Saved entries
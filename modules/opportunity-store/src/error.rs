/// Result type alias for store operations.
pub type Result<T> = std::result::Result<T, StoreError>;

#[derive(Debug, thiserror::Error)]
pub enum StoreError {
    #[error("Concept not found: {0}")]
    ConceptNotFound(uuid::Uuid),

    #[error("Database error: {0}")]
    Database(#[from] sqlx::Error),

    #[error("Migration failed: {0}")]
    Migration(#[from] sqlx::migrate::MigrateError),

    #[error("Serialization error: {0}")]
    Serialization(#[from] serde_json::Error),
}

Work instruction:
Repeat each record word for word.

Written answer:
filename modules/opportunity-store/src/error.rs
/// Result type alias for store operations.
pub type Result<T> = std::result::Result<T, StoreError>;

#[derive(Debug, thiserror::Error)]
pub enum StoreError {
    #[error("Concept not found: {0}")]
    ConceptNotFound(uuid::Uuid),

    #[error("Database error: {0}")]
    Database(#[from] sqlx::Error),

    #[error("Migration failed: {0}")]
    Migration(#[from] sqlx::migrate::MigrateError),

    #[error("Serialization error: {0}")]
    Serialization(#[from] serde_json::Error),
}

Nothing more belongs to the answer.